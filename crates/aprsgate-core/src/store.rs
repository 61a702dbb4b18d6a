//! Message store and station directory.
//!
//! The gateway only talks to persistence through [`MessageStore`] and
//! [`Directory`]. [`MemoryStore`] and [`MemoryDirectory`] back tests and
//! single-process deployments.

use aprsgate_protocol::base_callsign;
use async_trait::async_trait;
use std::collections::HashSet;
use std::sync::atomic::{AtomicI64, Ordering};
use std::time::{SystemTime, UNIX_EPOCH};
use thiserror::Error;
use tokio::sync::RwLock;

/// Store errors.
#[derive(Debug, Error)]
pub enum StoreError {
    /// The backing store could not be reached or rejected the operation.
    #[error("Message store unavailable: {0}")]
    Unavailable(String),
}

/// Directory errors.
#[derive(Debug, Error)]
pub enum DirectoryError {
    /// The lookup could not be completed.
    #[error("Directory lookup failed: {0}")]
    Lookup(String),
}

/// Identifier assigned by the store.
pub type StoredMessageId = i64;

/// Milliseconds since the Unix epoch.
#[must_use]
pub fn now_millis() -> u64 {
    SystemTime::now()
        .duration_since(UNIX_EPOCH)
        .map(|d| d.as_millis() as u64)
        .unwrap_or_default()
}

/// A persisted message.
#[derive(Debug, Clone, PartialEq, Eq)]
pub struct StoredMessage {
    pub id: StoredMessageId,
    pub to: String,
    pub from: String,
    pub text: String,
    /// Milliseconds since the Unix epoch.
    pub created_at: u64,
    /// Pushed to a live client at least once.
    pub delivered: bool,
}

impl StoredMessage {
    /// Check if the message was sent to `callsign`'s station.
    #[must_use]
    pub fn is_incoming_for(&self, callsign: &str) -> bool {
        base_callsign(&self.to) == base_callsign(callsign)
    }

    /// Check if `callsign`'s station sent or received the message.
    #[must_use]
    pub fn involves(&self, callsign: &str) -> bool {
        let base = base_callsign(callsign);
        base_callsign(&self.to) == base || base_callsign(&self.from) == base
    }
}

/// Durable message history.
///
/// Callsigns match on their base form, so any SSID of a station sees the
/// station's whole history. Implementations must be safe to call from many
/// tasks at once.
#[async_trait]
pub trait MessageStore: Send + Sync {
    /// Persist a message and return its id.
    async fn store(&self, to: &str, from: &str, text: &str)
        -> Result<StoredMessageId, StoreError>;

    /// All messages sent or received by `callsign`, oldest first.
    async fn list_history(&self, callsign: &str) -> Result<Vec<StoredMessage>, StoreError>;

    /// Mark messages delivered. Marking an id twice is not an error.
    async fn mark_delivered(&self, ids: &[StoredMessageId]) -> Result<(), StoreError>;

    /// Messages addressed to `callsign` that were never delivered, oldest first.
    async fn list_undelivered(&self, callsign: &str) -> Result<Vec<StoredMessage>, StoreError>;
}

/// Answers which stations this gateway serves.
#[async_trait]
pub trait Directory: Send + Sync {
    /// Check if a base callsign belongs to a local account.
    async fn is_served(&self, base: &str) -> Result<bool, DirectoryError>;
}

/// In-memory [`MessageStore`].
#[derive(Debug, Default)]
pub struct MemoryStore {
    messages: RwLock<Vec<StoredMessage>>,
    next_id: AtomicI64,
}

impl MemoryStore {
    /// Create an empty store.
    #[must_use]
    pub fn new() -> Self {
        Self::default()
    }

    /// Number of stored messages.
    pub async fn len(&self) -> usize {
        self.messages.read().await.len()
    }

    /// Check if nothing was stored yet.
    pub async fn is_empty(&self) -> bool {
        self.messages.read().await.is_empty()
    }
}

#[async_trait]
impl MessageStore for MemoryStore {
    async fn store(
        &self,
        to: &str,
        from: &str,
        text: &str,
    ) -> Result<StoredMessageId, StoreError> {
        let id = self.next_id.fetch_add(1, Ordering::Relaxed) + 1;
        self.messages.write().await.push(StoredMessage {
            id,
            to: to.to_string(),
            from: from.to_string(),
            text: text.to_string(),
            created_at: now_millis(),
            delivered: false,
        });
        Ok(id)
    }

    async fn list_history(&self, callsign: &str) -> Result<Vec<StoredMessage>, StoreError> {
        Ok(self
            .messages
            .read()
            .await
            .iter()
            .filter(|m| m.involves(callsign))
            .cloned()
            .collect())
    }

    async fn mark_delivered(&self, ids: &[StoredMessageId]) -> Result<(), StoreError> {
        if ids.is_empty() {
            return Ok(());
        }
        let ids: HashSet<_> = ids.iter().copied().collect();
        for message in self.messages.write().await.iter_mut() {
            if ids.contains(&message.id) {
                message.delivered = true;
            }
        }
        Ok(())
    }

    async fn list_undelivered(&self, callsign: &str) -> Result<Vec<StoredMessage>, StoreError> {
        Ok(self
            .messages
            .read()
            .await
            .iter()
            .filter(|m| !m.delivered && m.is_incoming_for(callsign))
            .cloned()
            .collect())
    }
}

/// In-memory [`Directory`] holding a set of base callsigns.
#[derive(Debug, Default)]
pub struct MemoryDirectory {
    callsigns: RwLock<HashSet<String>>,
}

impl MemoryDirectory {
    /// Create a directory serving the given callsigns.
    #[must_use]
    pub fn new<I, S>(callsigns: I) -> Self
    where
        I: IntoIterator<Item = S>,
        S: AsRef<str>,
    {
        Self {
            callsigns: RwLock::new(Self::collect(callsigns)),
        }
    }

    /// Replace the whole set. Returns the new size.
    pub async fn replace<I, S>(&self, callsigns: I) -> usize
    where
        I: IntoIterator<Item = S>,
        S: AsRef<str>,
    {
        let set = Self::collect(callsigns);
        let len = set.len();
        *self.callsigns.write().await = set;
        len
    }

    /// Add one callsign.
    pub async fn insert(&self, callsign: &str) -> bool {
        self.callsigns.write().await.insert(base_callsign(callsign))
    }

    /// Number of served callsigns.
    pub async fn len(&self) -> usize {
        self.callsigns.read().await.len()
    }

    fn collect<I, S>(callsigns: I) -> HashSet<String>
    where
        I: IntoIterator<Item = S>,
        S: AsRef<str>,
    {
        callsigns
            .into_iter()
            .map(|c| base_callsign(c.as_ref()))
            .filter(|c| !c.is_empty())
            .collect()
    }
}

#[async_trait]
impl Directory for MemoryDirectory {
    async fn is_served(&self, base: &str) -> Result<bool, DirectoryError> {
        Ok(self.callsigns.read().await.contains(&base_callsign(base)))
    }
}
impl ReliabilityEngine {
    /// Create an engine.
    #[must_use]
    pub fn new(
        uplink: Arc<dyn Uplink>,
        store: Arc<dyn MessageStore>,
        directory: Arc<dyn Directory>,
        router: Arc<SessionRouter>,
        gateway: GatewayIdentity,
    ) -> Self {
        info!(gateway = %gateway.callsign, path = ?gateway.path, "Creating reliability engine");
        Self {
            inner: Arc::new(EngineInner {
                conversations: ConversationTable::new(),
                uplink,
                store,
                directory,
                router,
                gateway,
                counters: EngineCounters::default(),
            }),
        }
    }

    /// Get the conversation table.
    #[must_use]
    pub fn conversations(&self) -> &ConversationTable {
        &self.inner.conversations
    }

    /// Get the session router.
    #[must_use]
    pub fn router(&self) -> &Arc<SessionRouter> {
        &self.inner.router
    }

    /// Get the gateway identity.
    #[must_use]
    pub fn gateway(&self) -> &GatewayIdentity {
        &self.inner.gateway
    }

    /// Get engine statistics.
    #[must_use]
    pub fn stats(&self) -> EngineStats {
        let c = &self.inner.counters;
        EngineStats {
            inbound_messages: c.inbound.load(Ordering::Relaxed),
            not_served: c.not_served.load(Ordering::Relaxed),
            duplicates: c.duplicates.load(Ordering::Relaxed),
            acks_sent: c.acks_sent.load(Ordering::Relaxed),
            ack_failures: c.ack_failures.load(Ordering::Relaxed),
            responses: c.responses.load(Ordering::Relaxed),
            messages_sent: c.sent.load(Ordering::Relaxed),
            send_failures: c.send_failures.load(Ordering::Relaxed),
            store_failures: c.store_failures.load(Ordering::Relaxed),
        }
    }

    /// Process one inbound packet.
    ///
    /// Failures are logged and absorbed.
    pub async fn handle_inbound(&self, packet: Packet) -> InboundDisposition {
        match &packet.body {
            PacketBody::Message(message) if packet.is_user_message() => {
                self.handle_message(&packet, message).await
            }
            PacketBody::Response(response) => self.handle_response(&packet, response).await,
            _ => InboundDisposition::Ignored,
        }
    }

    async fn handle_message(&self, packet: &Packet, message: &MessageBody) -> InboundDisposition {
        let inner = &self.inner;

        let served = self.served(&message.addressee).await;
        if served == Served::No {
            inner.counters.not_served.fetch_add(1, Ordering::Relaxed);
            trace!(addressee = %message.addressee, source = %packet.source, "Addressee not served");
            return InboundDisposition::NotServed;
        }
        inner.counters.inbound.fetch_add(1, Ordering::Relaxed);

        let key = ConversationKey::new(&message.addressee, &packet.source);
        let outcome = message
            .id
            .as_deref()
            .map(|id| inner.conversations.record_inbound(&key, id));

        debug!(
            conversation = %key,
            id = ?message.id,
            duplicate = outcome.is_some_and(|o| o.is_duplicate()),
            "Inbound message"
        );

        // Store before acking; failures only cost durability.
        let stored_id = match inner
            .store
            .store(&message.addressee, &packet.source, &message.text)
            .await
        {
            Ok(id) => Some(id),
            Err(e) => {
                inner.counters.store_failures.fetch_add(1, Ordering::Relaxed);
                warn!(conversation = %key, error = %e, "Failed to store inbound message");
                None
            }
        };

        let acked = match &message.id {
            Some(id) => self.send_ack(&message.addressee, &packet.source, id).await,
            None => false,
        };

        let delivered_to = match (served, outcome) {
            (Served::Unknown, _) => 0,
            (_, Some(InboundOutcome::Duplicate { retry_count })) => {
                inner.counters.duplicates.fetch_add(1, Ordering::Relaxed);
                if let Some(id) = &message.id {
                    inner.router.notify_duplicate(DuplicateNotice {
                        conversation_key: key.clone(),
                        message_id: id.clone(),
                        retry_count,
                    });
                }
                0
            }
            _ => inner.router.deliver(
                &packet.source,
                &message.addressee,
                &message.text,
                &packet.path,
                None,
            ),
        };

        if delivered_to > 0 {
            if let Some(stored_id) = stored_id {
                if let Err(e) = inner.store.mark_delivered(&[stored_id]).await {
                    warn!(conversation = %key, error = %e, "Failed to mark message delivered");
                }
            }
        }

        if let Some(ack_id) = &message.ack_id {
            debug!(conversation = %key, id = %ack_id, "Reply-ack received");
            inner.router.notify_status(StatusUpdate {
                conversation_key: key.clone(),
                message_id: ack_id.clone(),
                status: DeliveryStatus::Delivered,
                retry_count: 0,
            });
        }

        InboundDisposition::Message {
            outcome,
            acked,
            delivered_to,
        }
    }

    async fn handle_response(&self, packet: &Packet, response: &ResponseBody) -> InboundDisposition {
        let inner = &self.inner;

        if self.served(&response.addressee).await != Served::Yes {
            inner.counters.not_served.fetch_add(1, Ordering::Relaxed);
            return InboundDisposition::NotServed;
        }
        inner.counters.responses.fetch_add(1, Ordering::Relaxed);

        let key = ConversationKey::new(&response.addressee, &packet.source);
        let status = match response.kind {
            ResponseKind::Ack => DeliveryStatus::Delivered,
            ResponseKind::Rej => DeliveryStatus::Rejected,
        };
        debug!(conversation = %key, id = %response.id, kind = response.kind.as_str(), "Response received");

        inner.router.notify_status(StatusUpdate {
            conversation_key: key,
            message_id: response.id.clone(),
            status,
            retry_count: 0,
        });

        InboundDisposition::Response {
            kind: response.kind,
            id: response.id.clone(),
        }
    }

    /// Directory membership or live interest.
    async fn served(&self, addressee: &str) -> Served {
        let base = base_callsign(addressee);
        if self.inner.router.has_interest(&base) {
            return Served::Yes;
        }
        match self.inner.directory.is_served(&base).await {
            Ok(true) => Served::Yes,
            Ok(false) => Served::No,
            Err(e) => {
                warn!(callsign = %base, error = %e, "Directory lookup failed");
                Served::Unknown
            }
        }
    }

    async fn send_ack(&self, from: &str, to: &str, id: &str) -> bool {
        let inner = &self.inner;
        let ack = OutboundMessage::new(from, to, Payload::Ack(id.to_string()))
            .with_path(inner.gateway.path.clone());

        match inner.uplink.send_message(&ack).await {
            Ok(()) => {
                inner.counters.acks_sent.fetch_add(1, Ordering::Relaxed);
                trace!(from = %from, to = %to, id = %id, "Sent ack");
                true
            }
            Err(e) => {
                inner.counters.ack_failures.fetch_add(1, Ordering::Relaxed);
                warn!(from = %from, to = %to, id = %id, error = %e, "Failed to send ack");
                false
            }
        }
    }

    /// Send a message from a local station.
    ///
    /// On success the message is stored, the sender's session gets a `sent`
    /// status, and the sender's other clients (all but `origin`) get a copy.
    ///
    /// # Errors
    ///
    /// Returns an error if either callsign is invalid, the text is empty, or
    /// the link refused the message. Nothing is queued for retry.
    pub async fn send(
        &self,
        from: &str,
        to: &str,
        text: &str,
        origin: Option<ClientId>,
    ) -> Result<SentMessage, SendError> {
        let inner = &self.inner;

        let from = normalize(from);
        let to = normalize(to);
        if !is_valid_callsign(&from) {
            return Err(SendError::InvalidSender(from));
        }
        if !is_valid_callsign(&to) {
            return Err(SendError::InvalidRecipient(to));
        }
        let text = truncate_text(text.trim()).to_string();
        if text.is_empty() {
            return Err(SendError::EmptyMessage);
        }

        // Don't burn an id when the link is known to be down.
        if !inner.uplink.is_active() {
            inner.counters.send_failures.fetch_add(1, Ordering::Relaxed);
            return Err(LinkError::Inactive.into());
        }

        let key = ConversationKey::new(&from, &to);
        let allocation = inner.conversations.allocate_outbound(&key);
        let payload = match allocation.reply_ack {
            Some(ack_id) => Payload::ReplyAck {
                text: text.clone(),
                id: allocation.id.clone(),
                ack_id,
            },
            None => Payload::Numbered {
                text: text.clone(),
                id: allocation.id.clone(),
            },
        };
        let message =
            OutboundMessage::new(&from, &to, payload).with_path(inner.gateway.path.clone());

        if let Err(e) = inner.uplink.send_message(&message).await {
            inner.counters.send_failures.fetch_add(1, Ordering::Relaxed);
            warn!(conversation = %key, id = %allocation.id, error = %e, "Send failed");
            return Err(e.into());
        }
        inner.counters.sent.fetch_add(1, Ordering::Relaxed);
        info!(conversation = %key, id = %allocation.id, "Message sent");

        let stored_id = match inner.store.store(&to, &from, &text).await {
            Ok(id) => Some(id),
            Err(e) => {
                inner.counters.store_failures.fetch_add(1, Ordering::Relaxed);
                warn!(conversation = %key, error = %e, "Failed to store sent message");
                None
            }
        };

        inner.router.notify_status(StatusUpdate {
            conversation_key: key.clone(),
            message_id: allocation.id.clone(),
            status: DeliveryStatus::Sent,
            retry_count: 0,
        });

        let echo = PushMessage {
            route: dedupe_route([
                from.as_str(),
                DEFAULT_DESTINATION,
                inner.gateway.callsign.as_str(),
                to.as_str(),
            ]),
            from: from.clone(),
            to: to.clone(),
            text,
            created_at: now_millis(),
            historical: false,
        };
        inner
            .router
            .publish(&from, ServerEvent::Message(echo), origin);

        Ok(SentMessage {
            conversation_key: key,
            id: allocation.id,
            line: message.to_line(),
            stored_id,
        })
    }
}
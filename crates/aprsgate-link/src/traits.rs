//! Link abstraction traits.
//!
//! [`Uplink`] is the outbound side other components send through;
//! [`PacketSink`] receives the packets the link reads.

use aprsgate_protocol::{OutboundMessage, Packet};
use async_trait::async_trait;
use std::fmt;
use thiserror::Error;

/// Link errors.
#[derive(Debug, Error)]
pub enum LinkError {
    /// No upstream connection is currently established.
    #[error("APRS-IS link is not active")]
    Inactive,

    /// Dialing the upstream server took too long.
    #[error("Connection to {0} timed out")]
    Timeout(String),

    /// A write to the upstream server took too long.
    #[error("Write to {0} timed out")]
    WriteTimeout(String),

    /// The connection was dropped after a failed write.
    #[error("Connection reset after a failed write")]
    Reset,

    /// I/O error.
    #[error("I/O error: {0}")]
    Io(#[from] std::io::Error),
}

/// Lifecycle of the upstream connection.
#[derive(Debug, Clone, Copy, PartialEq, Eq, Hash)]
pub enum LinkState {
    Disconnected,
    Connecting,
    Authenticating,
    Streaming,
}

impl LinkState {
    /// Stable lowercase name.
    #[must_use]
    pub fn as_str(&self) -> &'static str {
        match self {
            LinkState::Disconnected => "disconnected",
            LinkState::Connecting => "connecting",
            LinkState::Authenticating => "authenticating",
            LinkState::Streaming => "streaming",
        }
    }
}

impl fmt::Display for LinkState {
    fn fmt(&self, f: &mut fmt::Formatter<'_>) -> fmt::Result {
        f.write_str(self.as_str())
    }
}

/// Something that can write lines to the upstream network.
///
/// Implementations must be safe to call concurrently.
#[async_trait]
pub trait Uplink: Send + Sync {
    /// Write one raw line. The line terminator is added by the implementation.
    ///
    /// # Errors
    ///
    /// Returns [`LinkError::Inactive`] when no connection is established.
    async fn send_raw(&self, line: &str) -> Result<(), LinkError>;

    /// Format and write an outbound message.
    async fn send_message(&self, message: &OutboundMessage) -> Result<(), LinkError> {
        self.send_raw(&message.to_line()).await
    }

    /// Check if a connection is currently established.
    fn is_active(&self) -> bool;
}

/// Receives packets read from the upstream link.
///
/// Called from the link's read loop, so implementations must return quickly
/// and hand real work off to their own tasks.
pub trait PacketSink: Send + Sync {
    /// Handle one parsed packet.
    fn on_packet(&self, packet: Packet);
}

#[cfg(test)]
mod tests {
    use super::*;

    #[test]
    fn test_link_state_display() {
        assert_eq!(LinkState::Streaming.to_string(), "streaming");
        assert_eq!(LinkState::Disconnected.as_str(), "disconnected");
    }

    #[test]
    fn test_inactive_error_message() {
        assert_eq!(LinkError::Inactive.to_string(), "APRS-IS link is not active");
    }
}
────
Above are records; repeat only the lines starting at the line with "warn!(conversation = %key, id" and ending at the line with "components send through;", exactly as they appear, both included.

            warn!(conversation = %key, id = %allocation.id, error = %e, "Send failed");
            return Err(e.into());
        }
        inner.counters.sent.fetch_add(1, Ordering::Relaxed);
        info!(conversation = %key, id = %allocation.id, "Message sent");

        let stored_id = match inner.store.store(&to, &from, &text).await {
            Ok(id) => Some(id),
            Err(e) => {
                inner.counters.store_failures.fetch_add(1, Ordering::Relaxed);
                warn!(conversation = %key, error = %e, "Failed to store sent message");
                None
            }
        };

        inner.router.notify_status(StatusUpdate {
            conversation_key: key.clone(),
            message_id: allocation.id.clone(),
            status: DeliveryStatus::Sent,
            retry_count: 0,
        });

        let echo = PushMessage {
            route: dedupe_route([
                from.as_str(),
                DEFAULT_DESTINATION,
                inner.gateway.callsign.as_str(),
                to.as_str(),
            ]),
            from: from.clone(),
            to: to.clone(),
            text,
            created_at: now_millis(),
            historical: false,
        };
        inner
            .router
            .publish(&from, ServerEvent::Message(echo), origin);

        Ok(SentMessage {
            conversation_key: key,
            id: allocation.id,
            line: message.to_line(),
            stored_id,
        })
    }
}
filename crates/aprsgate-link/src/traits.rs
//! Link abstraction traits.
//!
//! [`Uplink`] is the outbound side other components send through;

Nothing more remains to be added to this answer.